- **Exercise brief**: Find the line with "fn find(&mut self, x: u16)" and the line with "if ra != rb" in the entries below; output exactly those two lines, every line between them, and no others.

Collected data
━━━━━━

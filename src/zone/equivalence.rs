//! Per-mobility equivalence arrays derived from raw flood-fill zones.

use rustc_hash::FxHashMap;

/// Caller's mobility bitset, used to pick which equivalence array answers
/// an effective-zone query.
#[derive(Clone, Copy, Debug, Default, PartialEq, Eq)]
pub struct Mobility {
    pub ground: bool,
    pub water: bool,
    pub cliff: bool,
    pub rubble: bool,
    pub air: bool,
}

impl Mobility {
    pub fn ground() -> Self {
        Self {
            ground: true,
            ..Default::default()
        }
    }

    pub fn water() -> Self {
        Self {
            water: true,
            ..Default::default()
        }
    }

    pub fn air() -> Self {
        Self {
            air: true,
            ..Default::default()
        }
    }
}

/// Which of the five equivalence arrays a query resolves against:
/// ground+cliff, ground+water, ground+rubble, crusher, or hierarchical.
#[derive(Clone, Copy, Debug, PartialEq, Eq, Hash)]
pub enum EquivalenceClass {
    GroundCliff,
    GroundWater,
    GroundRubble,
    Crusher,
    Hierarchical,
}

impl EquivalenceClass {
    pub fn for_mobility(mobility: Mobility, is_crusher: bool) -> Self {
        if is_crusher {
            return EquivalenceClass::Crusher;
        }
        if mobility.cliff {
            EquivalenceClass::GroundCliff
        } else if mobility.water {
            EquivalenceClass::GroundWater
        } else if mobility.rubble {
            EquivalenceClass::GroundRubble
        } else {
            EquivalenceClass::GroundCliff
        }
    }
}

/// A union-find collapsing raw zone ids into canonical representatives.
#[derive(Clone, Debug, Default)]
struct UnionFind {
    parent: Vec<u16>,
}

impl UnionFind {
    fn new(count: usize) -> Self {
        Self {
            parent: (0..count as u16).collect(),
        }
    }

    fn find(&mut self, x: u16) -> u16 {
        if self.parent[x as usize] != x {
            let root = self.find(self.parent[x as usize]);
            self.parent[x as usize] = root;
        }
        self.parent[x as usize]
    }

    fn union(&mut self, a: u16, b: u16) {
        let (ra, rb) = (self.find(a), self.find(b));
        if ra != rb {
            self.parent[ra.max(rb) as usize] = ra.min(rb);
        }
    }
}

/// Canonical-zone lookup per equivalence class, built once per
/// `calculate_zones` pass.
#[derive(Clone, Debug, Default)]
pub struct EquivalenceTables {
    tables: FxHashMap<EquivalenceClass, Vec<u16>>,
}

impl EquivalenceTables {
    pub fn canonical(&self, class: EquivalenceClass, raw_zone: u16) -> u16 {
        match self.tables.get(&class) {
            Some(table) if (raw_zone as usize) < table.len() => table[raw_zone as usize],
            _ => raw_zone,
        }
    }
}

/// Adjacency fed into each equivalence class's union pass: pairs of raw
/// zone ids known to touch across a type boundary that class considers
/// crossable.
pub struct CrossTypeAdjacency {
    pub water_ground: Vec<(u16, u16)>,
    pub ground_cliff: Vec<(u16, u16)>,
    pub ground_rubble: Vec<(u16, u16)>,
    pub fence_ground: Vec<(u16, u16)>,
    pub all: Vec<(u16, u16)>,
}

/// Pass 2 of zone calculation: collapse each class's adjacency list into a
/// canonical-id lookup table.
pub fn build_tables_from_adjacency(raw_zone_count: u16, adjacency: &CrossTypeAdjacency) -> EquivalenceTables {
    let mut tables = FxHashMap::default();

    let mut build = |pairs: &[(u16, u16)]| -> Vec<u16> {
        let mut uf = UnionFind::new(raw_zone_count as usize);
        for &(a, b) in pairs {
            uf.union(a, b);
        }
        (0..raw_zone_count).map(|z| uf.find(z)).collect()
    };

    tables.insert(EquivalenceClass::GroundWater, build(&adjacency.water_ground));
    tables.insert(EquivalenceClass::GroundCliff, build(&adjacency.ground_cliff));
    tables.insert(EquivalenceClass::GroundRubble, build(&adjacency.ground_rubble));
    tables.insert(EquivalenceClass::Crusher, build(&adjacency.fence_ground));
    tables.insert(EquivalenceClass::Hierarchical, build(&adjacency.all));

    EquivalenceTables { tables }
}

/// Walk the classified grid once to build the cross-type adjacency lists,
/// then run pass 2. Kept separate from flood-fill (pass 1) so each stays a
/// single, testable responsibility.
pub fn build_equivalence_tables(grid: &crate::grid::CellGrid, pool: &crate::pool::CellInfoPool, raw_zone_count: u16) -> EquivalenceTables {
    use crate::grid::CellType;

    let mut adjacency = CrossTypeAdjacency {
        water_ground: Vec::new(),
        ground_cliff: Vec::new(),
        ground_rubble: Vec::new(),
        fence_ground: Vec::new(),
        all: Vec::new(),
    };

    let layer = &grid.layers.ground;
    for y in 0..layer.height {
        for x in 0..layer.width {
            let here = layer.get(x, y).unwrap();
            if here.zone == 0 {
                continue;
            }
            for (nx, ny) in [(x.wrapping_add(1), y), (x, y.wrapping_add(1))] {
                let Some(there) = layer.get(nx, ny) else { continue };
                if there.zone == 0 {
                    continue;
                }
                adjacency.all.push((here.zone, there.zone));
                match (here.cell_type, there.cell_type) {
                    (CellType::Water, CellType::Clear) | (CellType::Clear, CellType::Water) => {
                        adjacency.water_ground.push((here.zone, there.zone));
                    }
                    (CellType::Cliff, CellType::Clear) | (CellType::Clear, CellType::Cliff) => {
                        adjacency.ground_cliff.push((here.zone, there.zone));
                    }
                    (CellType::Rubble, CellType::Clear) | (CellType::Clear, CellType::Rubble) => {
                        adjacency.ground_rubble.push((here.zone, there.zone));
                    }
                    _ => {}
                }
                if here.cell_type == CellType::Clear && there.cell_type == CellType::Clear {
                    adjacency.water_ground.push((here.zone, there.zone));
                    adjacency.ground_cliff.push((here.zone, there.zone));
                    adjacency.ground_rubble.push((here.zone, there.zone));
                    adjacency.fence_ground.push((here.zone, there.zone));
                }
            }
        }
    }

    // A fence (an `Obstacle` cell flagged crusher-crossable) stays outside
    // every raw zone, so pass 1 never gives it one. A crusher can still
    // step onto it, which means the zones on either side are equivalent
    // for the Crusher class even though nothing else can walk between
    // them directly.
    for y in 0..layer.height {
        for x in 0..layer.width {
            let here = layer.get(x, y).unwrap();
            if here.cell_type != CellType::Obstacle {
                continue;
            }
            let is_fence = here.info.map(|idx| pool.get(idx).obstacle_is_fence).unwrap_or(false);
            if !is_fence {
                continue;
            }
            let neighbor_zones: Vec<u16> = [
                (x.checked_sub(1), Some(y)),
                (Some(x.wrapping_add(1)), Some(y)),
                (Some(x), y.checked_sub(1)),
                (Some(x), Some(y.wrapping_add(1))),
            ]
            .into_iter()
            .filter_map(|(nx, ny)| {
                let (nx, ny) = (nx?, ny?);
                layer.get(nx, ny)
            })
            .map(|c| c.zone)
            .filter(|&z| z != 0)
            .collect();
            for pair in neighbor_zones.windows(2) {
                adjacency.fence_ground.push((pair[0], pair[1]));
            }
        }
    }

    for layer in grid.layers.bridges.values() {
        if let (Some(start), Some(end)) = (layer.start_cell, layer.end_cell) {
            let (sx, sy) = layer.local_to_ground(start.0, start.1);
            let (ex, ey) = layer.local_to_ground(end.0, end.1);
            if let (Some(s), Some(e)) = (
                grid.layers.ground.get(sx.max(0) as usize, sy.max(0) as usize),
                grid.layers.ground.get(ex.max(0) as usize, ey.max(0) as usize),
            ) {
                let bridge_zone = layer.get(start.0, start.1).map(|c| c.zone).unwrap_or(0);
                if bridge_zone != 0 {
                    adjacency.all.push((bridge_zone, s.zone));
                    adjacency.all.push((bridge_zone, e.zone));
                    adjacency.ground_cliff.push((bridge_zone, s.zone));
                    adjacency.ground_cliff.push((bridge_zone, e.zone));
                    adjacency.water_ground.push((bridge_zone, s.zone));
                    adjacency.water_ground.push((bridge_zone, e.zone));
                    adjacency.ground_rubble.push((bridge_zone, s.zone));
                    adjacency.ground_rubble.push((bridge_zone, e.zone));
                    adjacency.fence_ground.push((bridge_zone, s.zone));
                    adjacency.fence_ground.push((bridge_zone, e.zone));
                }
            }
        }
    }

    build_tables_from_adjacency(raw_zone_count.max(1), &adjacency)
}
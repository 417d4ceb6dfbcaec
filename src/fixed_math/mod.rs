//! Deterministic fixed-point mathematics.
//!
//! All cost arithmetic and world-space coordinates in the pathfinding core use
//! fixed-point numbers rather than floats, so that two machines stepping the
//! same sequence of ticks reach bit-identical results.

use fixed::types::I48F16;

mod trig;
mod vec2;

pub use trig::{atan2, cos, pi, sin, tau, wrap_angle};
pub use vec2::FixedVec2;

/// Fixed-point scalar used throughout the core.
///
/// I48F16: 48 integer bits, 16 fractional bits. Range ~±140 trillion with a
/// precision of about 1/65536 of a world unit.
pub type FixedNum = I48F16;
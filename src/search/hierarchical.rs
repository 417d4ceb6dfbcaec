//! A cheap O(blocks) graph search over `ZoneBlock` gateways used to
//! pre-reject a detailed search that could never succeed.

use std::collections::VecDeque;

use rustc_hash::FxHashSet;

use crate::astar::NodeRef;
use crate::zone::ZoneManager;

/// Breadth-first search over the coarse block graph from the block
/// containing `start` to the block containing `goal`. Returns `true` if a
/// chain of gateway hops connects them, meaning a detailed A* search has a
/// chance of finding a real path. This never walks actual cells, so it's
/// safe to call far more often than the full search.
pub fn find_hierarchical_path(zones: &ZoneManager, start: NodeRef, goal: NodeRef) -> bool {
    let Some(start_block) = zones.blocks.block_for_cell(start.x, start.y) else {
        return false;
    };
    let Some(goal_block) = zones.blocks.block_for_cell(goal.x, goal.y) else {
        return false;
    };
    if start_block.id == goal_block.id {
        return true;
    }
    if start_block.hierarchical_zone == 0 || goal_block.hierarchical_zone == 0 {
        return false;
    }

    let mut visited = FxHashSet::default();
    visited.insert(start_block.id.0);
    let mut queue = VecDeque::new();
    queue.push_back(start_block.id.0);

    while let Some(current) = queue.pop_front() {
        if current == goal_block.id.0 {
            return true;
        }
        let Some(block) = zones.blocks.blocks.get(current as usize) else {
            continue;
        };
        for gateway in &block.gateways {
            if visited.insert(gateway.to.0) {
                queue.push_back(gateway.to.0);
            }
        }
    }
    false
}

#[cfg(test)]
mod tests {
    use super::*;
    use crate::fixed_math::{FixedNum, FixedVec2};
    use crate::grid::{CellGrid, CellType};
    use crate::ids::LayerId;

    #[test]
    fn connected_blocks_report_reachable() {
        let mut grid = CellGrid::new(20, 20, FixedNum::from_num(1), FixedVec2::ZERO);
        let pool = crate::pool::CellInfoPool::new(100);
        let mut zones = ZoneManager::new();
        zones.calculate_zones(&mut grid, &pool, 5);
        let start = NodeRef::new(LayerId::Ground, 0, 0);
        let goal = NodeRef::new(LayerId::Ground, 18, 18);
        assert!(find_hierarchical_path(&zones, start, goal));
    }

    #[test]
    fn wall_splitting_all_gateways_reports_unreachable() {
        let mut grid = CellGrid::new(20, 20, FixedNum::from_num(1), FixedVec2::ZERO);
        for y in 0..20 {
            let idx = grid.layers.ground.index(10, y);
            grid.layers.ground.cells[idx].cell_type = CellType::Impassable;
        }
        let pool = crate::pool::CellInfoPool::new(100);
        let mut zones = ZoneManager::new();
        zones.calculate_zones(&mut grid, &pool, 5);
        let start = NodeRef::new(LayerId::Ground, 0, 0);
        let goal = NodeRef::new(LayerId::Ground, 18, 18);
        assert!(!find_hierarchical_path(&zones, start, goal));
    }
}
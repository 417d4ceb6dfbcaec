//! Terrain-flood zoning and per-mobility reachability equivalence.

mod block;
mod equivalence;
mod flood;

pub use block::{BlockId, ZoneBlock, ZoneBlockGrid};
pub use equivalence::{EquivalenceClass, Mobility};

use crate::grid::{CellGrid, CellType};
use crate::ids::LayerId;
use crate::pool::CellInfoPool;
use equivalence::EquivalenceTables;

/// Owns the per-mobility equivalence tables and the coarse `ZoneBlock` grid
/// used by the hierarchical search.
pub struct ZoneManager {
    tables: EquivalenceTables,
    pub blocks: ZoneBlockGrid,
    dirty: bool,
}

impl ZoneManager {
    pub fn new() -> Self {
        Self {
            tables: EquivalenceTables::default(),
            blocks: ZoneBlockGrid::new(0, 0, 0),
            dirty: true,
        }
    }

    /// Mark zones stale. Obstacle stamping/unstamping and bridge
    /// destruction call this.
    pub fn mark_dirty(&mut self) {
        self.dirty = true;
    }

    pub fn is_dirty(&self) -> bool {
        self.dirty
    }

    /// Full recompute: flood-fill raw zones into the ground/bridge layers,
    /// derive the five equivalence arrays, then rebuild coarse blocks. Needs
    /// pool access to tell a crusher-crossable fence apart from a plain
    /// obstacle when building the crusher equivalence class.
    pub fn calculate_zones(&mut self, grid: &mut CellGrid, pool: &CellInfoPool, block_size: usize) {
        let raw_zone_count = flood::flood_fill_zones(grid);
        self.tables = equivalence::build_equivalence_tables(grid, pool, raw_zone_count);
        self.blocks = block::build_zone_blocks(grid, &self.tables, block_size);
        self.dirty = false;
    }

    /// Air short-circuits to the universal zone 1; ground+water+cliff also
    /// short-circuits to 1, matching the "universal-terrain" carve-out.
    pub fn effective_zone(&self, mobility: Mobility, is_crusher: bool, raw_zone: u16) -> u16 {
        if mobility.air || (mobility.ground && mobility.water && mobility.cliff) {
            return 1;
        }
        let class = EquivalenceClass::for_mobility(mobility, is_crusher);
        self.tables.canonical(class, raw_zone)
    }

    /// Zone reachability test used throughout `search`.
    pub fn reachable(&self, grid: &CellGrid, layer_a: LayerId, a: (usize, usize), layer_b: LayerId, b: (usize, usize), mobility: Mobility, is_crusher: bool) -> bool {
        let (Some(za), Some(zb)) = (grid.cell(layer_a, a.0, a.1), grid.cell(layer_b, b.0, b.1)) else {
            return false;
        };
        if za.cell_type == CellType::Obstacle || za.cell_type == CellType::Impassable {
            return false;
        }
        if zb.cell_type == CellType::Obstacle || zb.cell_type == CellType::Impassable {
            return false;
        }
        self.effective_zone(mobility, is_crusher, za.zone) == self.effective_zone(mobility, is_crusher, zb.zone)
    }
}

impl Default for ZoneManager {
    fn default() -> Self {
        Self::new()
    }
}
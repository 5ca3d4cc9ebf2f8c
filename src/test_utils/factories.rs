//! Test data factories for creating valid fixtures.
//!
//! Each factory creates a complete, valid object with sensible defaults and
//! registers it with the given in-memory repository. Use the closure
//! parameter to override specific fields as needed.

use uuid::Uuid;

use crate::domain::entities::{
    billing_method::BillingMethod,
    coupon::{Coupon, CouponType, DiscountRule},
    goods::{Goods, GoodsOption},
};
use crate::test_utils::mocks::{InMemoryBillingMethodRepo, InMemoryCouponRepo, InMemoryGoodsRepo};

/// Create a goods row, optionally with one option carrying a surcharge.
pub fn create_test_goods(
    repo: &InMemoryGoodsRepo,
    price_cents: i64,
    additional_price_cents: Option<i64>,
) -> (Goods, Option<GoodsOption>) {
    let goods = Goods {
        id: Uuid::new_v4(),
        name: "Monthly Plan".to_string(),
        price_cents,
        created_at: None,
    };
    repo.add_goods(goods.clone());
    let option = additional_price_cents.map(|cents| repo.add_option(goods.id, cents));
    (goods, option)
}

/// Create a coupon with sensible defaults: 10% off every cycle, stock of 10,
/// reusable across users.
pub fn create_test_coupon(
    repo: &InMemoryCouponRepo,
    overrides: impl FnOnce(&mut Coupon),
) -> Coupon {
    let mut coupon = Coupon {
        id: Uuid::new_v4(),
        code: format!("TEST-{}", Uuid::new_v4()),
        coupon_type: CouponType::Percentage,
        count: 10,
        once_per_user: false,
        discounts: vec![DiscountRule {
            period: 0,
            value: 10,
        }],
        created_at: None,
    };
    overrides(&mut coupon);
    repo.add(coupon.clone());
    coupon
}

/// Create an active primary billing method for the user.
pub fn create_test_billing_method(
    repo: &InMemoryBillingMethodRepo,
    user_id: Uuid,
    overrides: impl FnOnce(&mut BillingMethod),
) -> BillingMethod {
    let mut billing = BillingMethod {
        id: Uuid::new_v4(),
        user_id,
        gateway: "dummy".to_string(),
        secret_encrypted: Some("encrypted-token".to_string()),
        deleted: false,
        is_primary: true,
        transaction_id: None,
        created_at: None,
        updated_at: None,
    };
    overrides(&mut billing);
    repo.methods
        .lock()
        .unwrap()
        .insert(billing.id, billing.clone());
    billing
}
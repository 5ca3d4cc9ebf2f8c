pub mod billing_method;
pub mod coupon;
pub mod goods;
pub mod renewal;
pub mod subscription;
pub mod transaction;
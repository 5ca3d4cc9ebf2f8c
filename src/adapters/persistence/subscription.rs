use async_trait::async_trait;
use chrono::{DateTime, Utc};
use sqlx::Row;
use uuid::Uuid;

use crate::{
    adapters::persistence::{PostgresPersistence, parse_json_with_fallback},
    app_error::{AppError, AppResult},
    application::use_cases::subscription::{SubscriptionLogRepo, SubscriptionRepo},
    domain::entities::subscription::{Subscription, SubscriptionLog, SubscriptionStatus},
};

fn row_to_subscription(row: &sqlx::postgres::PgRow) -> Subscription {
    let id: Uuid = row.get("id");
    Subscription {
        id,
        user_id: row.get("user_id"),
        goods_id: row.get("goods_id"),
        option_id: row.get("option_id"),
        version: row.get("version"),
        billing_id: row.get("billing_id"),
        status: row.get("status"),
        scheduled_option_id: row.get("scheduled_option_id"),
        billing_cycle_days: row.get("billing_cycle_days"),
        valid_from: row.get("valid_from"),
        valid_to: row.get("valid_to"),
        used_coupon_ids: parse_json_with_fallback(
            &row.get::<serde_json::Value, _>("used_coupon_ids"),
            "used_coupon_ids",
            "subscription",
            &id.to_string(),
        ),
        payment_count: row.get("payment_count"),
        created_at: row.get("created_at"),
        updated_at: row.get("updated_at"),
    }
}

fn row_to_log(row: &sqlx::postgres::PgRow) -> SubscriptionLog {
    SubscriptionLog {
        id: row.get("id"),
        user_id: row.get("user_id"),
        subscription_id: row.get("subscription_id"),
        trace_id: row.get("trace_id"),
        status: row.get("status"),
        from_option_id: row.get("from_option_id"),
        to_option_id: row.get("to_option_id"),
        reason: row.get("reason"),
        created_at: row.get("created_at"),
    }
}

const SELECT_COLS: &str = r#"
    id, user_id, goods_id, option_id, version, billing_id, status,
    scheduled_option_id, billing_cycle_days, valid_from, valid_to,
    used_coupon_ids, payment_count, created_at, updated_at
"#;

#[async_trait]
impl SubscriptionRepo for PostgresPersistence {
    async fn create(&self, subscription: &Subscription) -> AppResult<()> {
        let used_coupon_ids = serde_json::to_value(&subscription.used_coupon_ids)
            .map_err(|e| AppError::Internal(e.to_string()))?;
        // The (user_id, goods_id, version) unique index turns a concurrent
        // start into Conflict via the sqlx error mapping.
        sqlx::query(
            r#"
            INSERT INTO subscriptions (
                id, user_id, goods_id, option_id, version, billing_id, status,
                scheduled_option_id, billing_cycle_days, valid_from, valid_to,
                used_coupon_ids, payment_count
            )
            VALUES ($1, $2, $3, $4, $5, $6, $7, $8, $9, $10, $11, $12, $13)
            "#,
        )
        .bind(subscription.id)
        .bind(subscription.user_id)
        .bind(subscription.goods_id)
        .bind(subscription.option_id)
        .bind(subscription.version)
        .bind(subscription.billing_id)
        .bind(subscription.status)
        .bind(subscription.scheduled_option_id)
        .bind(subscription.billing_cycle_days)
        .bind(subscription.valid_from)
        .bind(subscription.valid_to)
        .bind(used_coupon_ids)
        .bind(subscription.payment_count)
        .execute(&self.pool)
        .await
        .map_err(AppError::from)?;
        Ok(())
    }

    async fn find_by_id(&self, id: Uuid) -> AppResult<Option<Subscription>> {
        let row = sqlx::query(&format!(
            "SELECT {} FROM subscriptions WHERE id = $1",
            SELECT_COLS
        ))
        .bind(id)
        .fetch_optional(&self.pool)
        .await
        .map_err(AppError::from)?;
        Ok(row.as_ref().map(row_to_subscription))
    }

    async fn latest_by_user_goods(
        &self,
        user_id: Uuid,
        goods_id: Uuid,
    ) -> AppResult<Option<Subscription>> {
        let row = sqlx::query(&format!(
            "SELECT {} FROM subscriptions
             WHERE user_id = $1 AND goods_id = $2
             ORDER BY version DESC
             LIMIT 1",
            SELECT_COLS
        ))
        .bind(user_id)
        .bind(goods_id)
        .fetch_optional(&self.pool)
        .await
        .map_err(AppError::from)?;
        Ok(row.as_ref().map(row_to_subscription))
    }

    async fn current_by_user_goods(
        &self,
        user_id: Uuid,
        goods_id: Uuid,
        now: DateTime<Utc>,
    ) -> AppResult<Option<Subscription>> {
        let row = sqlx::query(&format!(
            "SELECT {} FROM subscriptions
             WHERE user_id = $1 AND goods_id = $2
               AND status <> 'canceled' AND valid_to > $3
             ORDER BY version DESC
             LIMIT 1",
            SELECT_COLS
        ))
        .bind(user_id)
        .bind(goods_id)
        .bind(now)
        .fetch_optional(&self.pool)
        .await
        .map_err(AppError::from)?;
        Ok(row.as_ref().map(row_to_subscription))
    }

    async fn update(&self, subscription: &Subscription) -> AppResult<()> {
        let used_coupon_ids = serde_json::to_value(&subscription.used_coupon_ids)
            .map_err(|e| AppError::Internal(e.to_string()))?;
        let result = sqlx::query(
            r#"
            UPDATE subscriptions SET
                option_id = $2,
                billing_id = $3,
                status = $4,
                scheduled_option_id = $5,
                valid_from = $6,
                valid_to = $7,
                used_coupon_ids = $8,
                payment_count = $9,
                updated_at = now()
            WHERE id = $1
            "#,
        )
        .bind(subscription.id)
        .bind(subscription.option_id)
        .bind(subscription.billing_id)
        .bind(subscription.status)
        .bind(subscription.scheduled_option_id)
        .bind(subscription.valid_from)
        .bind(subscription.valid_to)
        .bind(used_coupon_ids)
        .bind(subscription.payment_count)
        .execute(&self.pool)
        .await
        .map_err(AppError::from)?;
        if result.rows_affected() == 0 {
            return Err(AppError::NotFound);
        }
        Ok(())
    }

    async fn list_for_user(
        &self,
        user_id: Uuid,
        goods_id: Option<Uuid>,
        status: Option<SubscriptionStatus>,
        page: i32,
        per_page: i32,
    ) -> AppResult<(Vec<Subscription>, i64)> {
        let total: i64 = sqlx::query_scalar(
            "SELECT COUNT(*) FROM subscriptions
             WHERE user_id = $1
               AND ($2::uuid IS NULL OR goods_id = $2)
               AND ($3::subscription_status IS NULL OR status = $3)",
        )
        .bind(user_id)
        .bind(goods_id)
        .bind(status)
        .fetch_one(&self.pool)
        .await
        .map_err(AppError::from)?;

        let offset = i64::from((page - 1) * per_page);
        let rows = sqlx::query(&format!(
            "SELECT {} FROM subscriptions
             WHERE user_id = $1
               AND ($2::uuid IS NULL OR goods_id = $2)
               AND ($3::subscription_status IS NULL OR status = $3)
             ORDER BY goods_id, version DESC
             LIMIT $4 OFFSET $5",
            SELECT_COLS
        ))
        .bind(user_id)
        .bind(goods_id)
        .bind(status)
        .bind(i64::from(per_page))
        .bind(offset)
        .fetch_all(&self.pool)
        .await
        .map_err(AppError::from)?;

        Ok((rows.iter().map(row_to_subscription).collect(), total))
    }

    async fn find_due_for_renewal(
        &self,
        now: DateTime<Utc>,
        after_id: Option<Uuid>,
        limit: i64,
    ) -> AppResult<Vec<Subscription>> {
        let rows = sqlx::query(&format!(
            "SELECT {} FROM subscriptions
             WHERE status = ANY(ARRAY['active', 'pending_change']::subscription_status[])
               AND valid_to <= $1
               AND ($2::uuid IS NULL OR id > $2)
             ORDER BY id
             LIMIT $3",
            SELECT_COLS
        ))
        .bind(now)
        .bind(after_id)
        .bind(limit)
        .fetch_all(&self.pool)
        .await
        .map_err(AppError::from)?;
        Ok(rows.iter().map(row_to_subscription).collect())
    }
}

#[async_trait]
impl SubscriptionLogRepo for PostgresPersistence {
    async fn append(&self, log: &SubscriptionLog) -> AppResult<()> {
        sqlx::query(
            r#"
            INSERT INTO subscription_logs (
                id, user_id, subscription_id, trace_id, status,
                from_option_id, to_option_id, reason
            )
            VALUES ($1, $2, $3, $4, $5, $6, $7, $8)
            "#,
        )
        .bind(log.id)
        .bind(log.user_id)
        .bind(log.subscription_id)
        .bind(&log.trace_id)
        .bind(log.status)
        .bind(log.from_option_id)
        .bind(log.to_option_id)
        .bind(&log.reason)
        .execute(&self.pool)
        .await
        .map_err(AppError::from)?;
        Ok(())
    }

    async fn list_for_subscription(
        &self,
        subscription_id: Uuid,
    ) -> AppResult<Vec<SubscriptionLog>> {
        let rows = sqlx::query(
            "SELECT id, user_id, subscription_id, trace_id, status,
                    from_option_id, to_option_id, reason, created_at
             FROM subscription_logs
             WHERE subscription_id = $1
             ORDER BY created_at",
        )
        .bind(subscription_id)
        .fetch_all(&self.pool)
        .await
        .map_err(AppError::from)?;
        Ok(rows.iter().map(row_to_log).collect())
    }
}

━━━━━━

- **Task output**:
    fn find(&mut self, x: u16) -> u16 {
        if self.parent[x as usize] != x {
            let root = self.find(self.parent[x as usize]);
            self.parent[x as usize] = root;
        }
        self.parent[x as usize]
    }

    fn union(&mut self, a: u16, b: u16) {
        let (ra, rb) = (self.find(a), self.find(b));
        if ra != rb {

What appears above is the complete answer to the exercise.